Monday, July 23, 2012

Life as it is

Life can be really hard. I can make a list of all the symptoms that I have and another list of all the challenges that I face or have recently faced. And yet another list of all the challenges my family faces. I can justify us all to be extremely angry and depressed. It would be completely just, but what good would that do?

What good does it do to prove that I am right? The doctors that didn't diagnose me for 16 years were wrong. The people that have hurt my family are wrong. My family members could make better choices to take care of themselves and make their lives smoother.  I am in so much pain and have to force myself to work and pay the bills rather than get government assistance that I likely won't qualify for while we pay way too much money for insurance that doesn't cover much. What good does it do to lament and string a mala of discontent? None.

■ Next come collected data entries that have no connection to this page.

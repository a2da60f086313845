// Core infrastructure modules
pub mod core {
    pub mod errors;
}

pub mod config;
pub mod dag_flow; // DAG model, shared namespace, branches, events
pub mod coord; // Coordinator-based parallel execution
pub mod adsorption; // Distance search workflow

// Re-exports for convenience
pub use core::errors::{FlowError, Result};
pub use config::{SelectionAlgorithm, SelectionConfig, SlabParams, WorkflowConfig};
pub use dag_flow::{Cache, DagConfig, DagExecutionReport, DagExecutor, NodeStatus};
pub use coord::{ActionRegistry, Coordinator, NodeAction, NodeCtx, NodeOutput};
pub use adsorption::*;
//! Compute-only node actions
//!
//! Actions read their context, publish into the shared namespace and
//! return graph changes as commands. They never touch the executor.

use async_trait::async_trait;
use serde_json::Value;

use crate::coord::types::{ExecutorCommand, JobInfo};
use crate::dag_flow::Cache;

/// Context for node execution (immutable, clonable)
#[derive(Clone)]
pub struct NodeCtx {
    /// DAG name this node belongs to
    pub dag_name: String,
    /// Node ID
    pub node_id: String,
    /// Display name
    pub name: String,
    /// Node inputs
    pub inputs: Value,
    /// Execution-context metadata, inherited by appended children
    pub metadata: Value,
    pub branch: Option<String>,
    /// Direct parent ids
    pub parents: Vec<String>,
    /// Completion records of the direct parents
    pub job_info: Vec<JobInfo>,
    /// Shared namespace
    pub cache: Cache,
}

impl NodeCtx {
    /// Create a new node context
    pub fn new(
        dag_name: impl Into<String>,
        node_id: impl Into<String>,
        inputs: Value,
        cache: Cache,
    ) -> Self {
        let node_id = node_id.into();
        Self {
            dag_name: dag_name.into(),
            name: node_id.clone(),
            node_id,
            inputs,
            metadata: Value::Object(serde_json::Map::new()),
            branch: None,
            parents: Vec::new(),
            job_info: Vec::new(),
            cache,
        }
    }

    pub fn with_metadata(mut self, metadata: Value) -> Self {
        self.metadata = metadata;
        self
    }

    pub fn with_parents(mut self, parents: Vec<String>, job_info: Vec<JobInfo>) -> Self {
        self.parents = parents;
        self.job_info = job_info;
        self
    }

    /// Get input value by key
    pub fn get_input<T: serde::de::DeserializeOwned>(&self, key: &str) -> anyhow::Result<T> {
        let value = self
            .inputs
            .get(key)
            .ok_or_else(|| anyhow::anyhow!("Input '{}' not found on node '{}'", key, self.node_id))?;
        serde_json::from_value(value.clone())
            .map_err(|e| anyhow::anyhow!("Failed to deserialize input '{}': {}", key, e))
    }

    /// Get optional input value
    pub fn get_input_opt<T: serde::de::DeserializeOwned>(
        &self,
        key: &str,
    ) -> anyhow::Result<Option<T>> {
        match self.inputs.get(key) {
            Some(value) if !value.is_null() => {
                let parsed = serde_json::from_value(value.clone())
                    .map_err(|e| anyhow::anyhow!("Failed to deserialize input '{}': {}", key, e))?;
                Ok(Some(parsed))
            }
            _ => Ok(None),
        }
    }

    /// Optional metadata field
    pub fn get_metadata<T: serde::de::DeserializeOwned>(&self, key: &str) -> Option<T> {
        self.metadata
            .get(key)
            .filter(|v| !v.is_null())
            .and_then(|v| serde_json::from_value(v.clone()).ok())
    }
}

/// Output from node execution
#[derive(Debug, Clone)]
pub struct NodeOutput {
    /// Outputs reported with the completion event (optional)
    pub outputs: Option<Value>,
    /// Whether the node succeeded
    pub success: bool,
    /// Graph changes requested by this execution
    pub commands: Vec<ExecutorCommand>,
}

impl NodeOutput {
    /// Create a successful output
    pub fn success(outputs: Value) -> Self {
        Self {
            outputs: Some(outputs),
            success: true,
            commands: Vec::new(),
        }
    }

    /// Create a successful output with no data
    pub fn success_empty() -> Self {
        Self {
            outputs: None,
            success: true,
            commands: Vec::new(),
        }
    }

    /// Attach a command for the coordinator
    pub fn with_command(mut self, command: ExecutorCommand) -> Self {
        self.commands.push(command);
        self
    }
}

/// NodeAction - compute-only node action
///
/// Actions are pure computation - they read inputs, perform work,
/// and return outputs. No direct executor mutation allowed.
#[async_trait]
pub trait NodeAction: Send + Sync {
    /// Get the name of this action
    fn name(&self) -> &str;

    /// Execute the node action
    async fn execute(&self, ctx: &NodeCtx) -> anyhow::Result<NodeOutput>;
}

We all hear the one liners throughout our lives about looking on the bright side, cup half-full, think positive...blah blah blah. But, really, when the shit hits the fan in your life it is the only thing to do. It really doesn't help to justify your misery about all the woes in your life. Trust me...I have tried.

What helps? Well, I think just accepting what is and doing what is to be done to help when there is something that will help. And let go. And forgive. And smile. And laugh. And enjoy as best you can, through the pain and the challenges again and again. It is how it is. I don't know why this is the way it is, but I can't change it. Resistance is futile. I can accept and live fully or resist and be miserable. I think I will choose the former cause' the fruits are a little easier to swallow.

Saturday, July 7, 2012

Walls

"Hit the wall, " a violent metaphor that I try not to use. It's common usuage though makes it a perfect example.  I have been watching the Olympic trials lately and have heard the phrase referred to again and again. When the athlete "hits the wall" they must dig deep into their reserves to keep moving forward or succomb to physical collapse. I can really relate to this.

Maybe instead of the oh-so-violent "hitting" I will say "met the wall" instead. Meeting the wall is a common occurence for anyone who is chronically ill. For me, that wall has been too close recently in that I feel as if it is there all the time. I can count the cracks and crevices on the wall and would prefer it to go away. I could push against it, whine and complain. I know it won't change a thing though, cause' it's a wall. It is what is.

The body is part of the greater order of things. Why is it in so much pain and so weak? That is the million dollar question to which there is no answer. When we follow the answer back to the source -- it just is. I can fight it or accept it. Two choices. That doesn't mean give up. Do what needs to be done to help. But, if the wall is there I can meet it and greet it or hit it and fall down. I can dig deep into those inner resources like the athletes do in hopes that I can push forward. This doesn't always work though because in chronic illness the body is so depleted. Sometimes the answer that comes when I dig is, "The account is empty. You are now borrowing on credit."

I think I am learning to manage the walls. Greet them, meet them, accept them more. This doesn't mean I am not tired of them. I am so freaking tired of managing them - the utter exhaustion and fatigue from a myriad of symptoms. But, I can see that "hitting them" or falling to the floor in tears at the sight of yet another wall is just not an option.

Meet and greet with as much of a smile as I can muster....all I can do right now.